On a professional level, shedding some of the self-doubt that comes with being a younger member of a laboratory or organization. The realization that, despite the fact I’m new in the field, my insights can still be valuable because experience and viewing issues from a different perspective can play a large role in this regard. 

5) What advice can you share on how you have achieved success thus far in your career, whether that be entering a graduate program or a lengthy career in a prestigious position?

Network, network, network. Networking opportunities weren’t as readily available in my PhD lab as they are in my present position. I was a relative unknown in the organic electronics field I was working in, let alone the lipids field I have now moved into since 2016. Getting myself out there, to as many local conferences as I could (bearing in mind Australia’s relatively large separation to the rest of the world) undoubtedly helped in my getting greater recognition from my peers when it came time to applying for jobs or funding. If people know you and think you’re good at what you do then when applications land on their desk, they’ll begin with a positive impression, which can work wonders.

6) How has AOCS helped you in your career?

Having only been a member for a short time, I haven’t had a chance to tap into many of the people of AOCS yet, although I’m looking forward to doing so next year. The Lipid Library and other online resources are a wealth of knowledge, I would highly recommend them to anyone breaking into the field, I wish I’d had access to them when I first started working with lipids. 

I read INFORM magazine and inform|connect Open Forum with great interest; coming from the academic side of the street, these resources give me more of an industrial perspective on lipid-related research. This is becoming more important when seeking academic grant funding in Australia (and I assume globally), tax payers want to see a commercial output or application for their investment and impact is no longer simply measured by citation metrics but the potential for genuine consumer benefit. 

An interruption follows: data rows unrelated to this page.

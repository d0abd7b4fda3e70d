use serde::Deserialize;
use secrecy::{ExposeSecret, SecretString};

#[derive(Deserialize, Debug, Clone)]
pub struct FitbitSettings {
    pub client_id: String,
    pub client_secret: SecretString,
    pub redirect_uri: String,
    pub authorize_url: String,
    pub token_url: String,
    pub api_base_url: String,
    pub scopes: Vec<String>,
    /// Cron expression (with seconds) for the background sync job
    pub sync_cron: String,
    pub state_ttl_minutes: i64,
}

impl FitbitSettings {
    pub fn is_configured(&self) -> bool {
        !self.client_id.trim().is_empty() && !self.client_secret.expose_secret().trim().is_empty()
    }
}
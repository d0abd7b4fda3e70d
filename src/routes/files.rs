use actix_multipart::form::MultipartForm;
use actix_web::{delete, get, post, web, HttpResponse};
use sqlx::PgPool;
use uuid::Uuid;

use crate::handlers::file_handler::{
    analyze_file, delete_file, list_files, upload_file, FileUploadForm,
};
use crate::middleware::auth::Claims;
use crate::services::{GeminiService, MinIOService};

#[post("/upload")]
async fn upload(
    form: MultipartForm<FileUploadForm>,
    pool: web::Data<PgPool>,
    minio_service: web::Data<MinIOService>,
    claims: web::ReqData<Claims>,
) -> HttpResponse {
    upload_file(form, pool, minio_service, claims).await
}

#[get("")]
async fn get_files(
    pool: web::Data<PgPool>,
    claims: web::ReqData<Claims>,
) -> HttpResponse {
    list_files(pool, claims).await
}

#[delete("/{file_id}")]
async fn remove_file(
    pool: web::Data<PgPool>,
    minio_service: web::Data<MinIOService>,
    claims: web::ReqData<Claims>,
    path: web::Path<Uuid>,
) -> HttpResponse {
    delete_file(pool, minio_service, claims, path).await
}

#[post("/analyze/{file_id}")]
async fn analyze(
    pool: web::Data<PgPool>,
    minio_service: web::Data<MinIOService>,
    gemini: web::Data<GeminiService>,
    claims: web::ReqData<Claims>,
    path: web::Path<Uuid>,
) -> HttpResponse {
    analyze_file(pool, minio_service, gemini, claims, path).await
}
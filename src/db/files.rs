use sqlx::PgPool;
use uuid::Uuid;

use crate::models::file::UploadedFile;

const FILE_COLUMNS: &str = "id, user_id, original_filename, object_key, content_type, description, size_bytes, sha256, uploaded_at";

pub async fn insert_file(pool: &PgPool, file: &UploadedFile) -> Result<(), sqlx::Error> {
    sqlx::query(
        r#"
        INSERT INTO uploaded_files (
            id, user_id, original_filename, object_key, content_type,
            description, size_bytes, sha256, uploaded_at
        )
        VALUES ($1, $2, $3, $4, $5, $6, $7, $8, $9)
        "#,
    )
    .bind(file.id)
    .bind(file.user_id)
    .bind(&file.original_filename)
    .bind(&file.object_key)
    .bind(&file.content_type)
    .bind(&file.description)
    .bind(file.size_bytes)
    .bind(&file.sha256)
    .bind(file.uploaded_at)
    .execute(pool)
    .await?;

    Ok(())
}

pub async fn fetch_user_files(
    pool: &PgPool,
    user_id: Uuid,
) -> Result<Vec<UploadedFile>, sqlx::Error> {
    let sql = format!(
        "SELECT {} FROM uploaded_files WHERE user_id = $1 ORDER BY uploaded_at DESC",
        FILE_COLUMNS
    );
    sqlx::query_as::<_, UploadedFile>(&sql)
        .bind(user_id)
        .fetch_all(pool)
        .await
}

pub async fn fetch_user_file(
    pool: &PgPool,
    user_id: Uuid,
    file_id: Uuid,
) -> Result<Option<UploadedFile>, sqlx::Error> {
    let sql = format!(
        "SELECT {} FROM uploaded_files WHERE id = $1 AND user_id = $2",
        FILE_COLUMNS
    );
    sqlx::query_as::<_, UploadedFile>(&sql)
        .bind(file_id)
        .bind(user_id)
        .fetch_optional(pool)
        .await
}

pub async fn delete_file_record(
    pool: &PgPool,
    user_id: Uuid,
    file_id: Uuid,
) -> Result<bool, sqlx::Error> {
    let result = sqlx::query("DELETE FROM uploaded_files WHERE id = $1 AND user_id = $2")
        .bind(file_id)
        .bind(user_id)
        .execute(pool)
        .await?;

    Ok(result.rows_affected() > 0)
}
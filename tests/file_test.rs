//! Document endpoints. The upload round trip needs the MinIO instance from
//! `configuration/local.yml`; validation failures are rejected before storage.

use reqwest::multipart::{Form, Part};
use reqwest::Client;
use sha2::{Digest, Sha256};

mod common;
use common::utils::{create_test_user_and_login, get_authed, spawn_app};

async fn upload(
    client: &Client,
    address: &str,
    token: &str,
    filename: &str,
    mime: &str,
    content: Vec<u8>,
) -> reqwest::Response {
    let part = Part::bytes(content)
        .file_name(filename.to_string())
        .mime_str(mime)
        .expect("Invalid mime type");
    let form = Form::new()
        .part("file", part)
        .text("description", "Blood test results");

    client
        .post(&format!("{}/files/upload", address))
        .bearer_auth(token)
        .multipart(form)
        .send()
        .await
        .expect("Failed to execute upload request.")
}

#[tokio::test]
async fn disallowed_file_type_is_rejected() {
    let app = spawn_app().await;
    let client = Client::new();
    let user = create_test_user_and_login(&app.address).await;

    let response = upload(&client, &app.address, &user.token, "script.exe", "application/octet-stream", vec![0u8; 32]).await;

    assert_eq!(response.status().as_u16(), 400);
    let body: serde_json::Value = response.json().await.unwrap();
    assert!(body["error"].as_str().unwrap().starts_with("File type not allowed"));
}

#[tokio::test]
async fn upload_list_analyze_and_delete_document() {
    let app = spawn_app().await;
    let client = Client::new();
    let user = create_test_user_and_login(&app.address).await;
    let content = b"Hemoglobin: 13.9 g/dL\nLDL: 162 mg/dL\n".to_vec();
    let expected_hash = hex::encode(Sha256::digest(&content));

    let response = upload(&client, &app.address, &user.token, "labs.txt", "text/plain", content).await;
    assert_eq!(response.status().as_u16(), 201);
    let body: serde_json::Value = response.json().await.unwrap();
    let file = &body["file"];
    let file_id = file["id"].as_str().unwrap().to_string();
    assert_eq!(file["filename"], "labs.txt");
    assert_eq!(file["file_type"], "txt");
    assert_eq!(file["sha256"], expected_hash.as_str());
    assert_eq!(file["description"], "Blood test results");

    let list: serde_json::Value = get_authed(&client, &format!("{}/files", &app.address), &user.token)
        .await
        .json()
        .await
        .unwrap();
    assert_eq!(list["files"].as_array().unwrap().len(), 1);

    let analysis = client
        .post(&format!("{}/files/analyze/{}", &app.address, file_id))
        .bearer_auth(&user.token)
        .send()
        .await
        .unwrap();
    assert_eq!(analysis.status().as_u16(), 200);
    let analysis: serde_json::Value = analysis.json().await.unwrap();
    assert_eq!(analysis["fallback"], true);
    assert!(analysis["analysis"].as_str().unwrap().contains("labs.txt"));

    let deleted = client
        .delete(&format!("{}/files/{}", &app.address, file_id))
        .bearer_auth(&user.token)
        .send()
        .await
        .unwrap();
    assert_eq!(deleted.status().as_u16(), 200);

    let list: serde_json::Value = get_authed(&client, &format!("{}/files", &app.address), &user.token)
        .await
        .json()
        .await
        .unwrap();
    assert!(list["files"].as_array().unwrap().is_empty());
}

#[tokio::test]
async fn unknown_document_is_not_found() {
    let app = spawn_app().await;
    let client = Client::new();
    let user = create_test_user_and_login(&app.address).await;

    let response = client
        .delete(&format!("{}/files/{}", &app.address, uuid::Uuid::new_v4()))
        .bearer_auth(&user.token)
        .send()
        .await
        .unwrap();

    assert_eq!(response.status().as_u16(), 404);
}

7) Where do you see yourself in the next 5–10 years? Any challenges in reaching these goals?

I hope to be in a research position, preferably with a teaching component as I think teaching helps you to refine your ideas to a lay audience and keeps you honest on the fundamentals. Clearly, the biggest challenge facing the higher education sector at the moment is the COVID-19 pandemic. Universities globally are having to drastically change their teaching models and are suffering extreme loss of revenue due to the lack of student migration. 

There are serious questions being asked about what the future of lecturing holds and in some cases the viability of universities in a post-COVID world depending on how long it takes international travel return to pre-COVID levels. These issues are of course not unique to universities and many people, young and old, will be worrying about their employment future or indeed may already have lost their jobs or had their career ambitions frustrated. This may close some doors as certain types of employment may not be available for some time but I’m confident that with the adaptations we’ve seen during the pandemic already, other doors will open. 

8) Do you have any words of wisdom for AOCS student members?

Do what you do well and believe in your work, if you don’t believe in it why will anyone else? Don’t just understand the output of what you’ve done but how the process/technique works, life is not a black box. Be flexible and agile to solve complex problems, think sideways if you can’t bust straight through a problem and think in terms of what you know and not what you don’t. 

Have a support network of friends and family and be there for them as they are there for you, we all have bad days irrespective of career stage. Finally, don’t let opportunities that come your way pass you by, they may never come around again.

9) How has AOCS helped you develop as a young scientist?

So far, AOCS has helped me by giving me a different (more industrial) perspective on the utility of oils and fats and giving me a new network of experts to tap into. Ideas come from expanding your knowledge and the AOCS has certainly helped me to do that. I look forward to many more developments to come as we get to meet face-to-face again.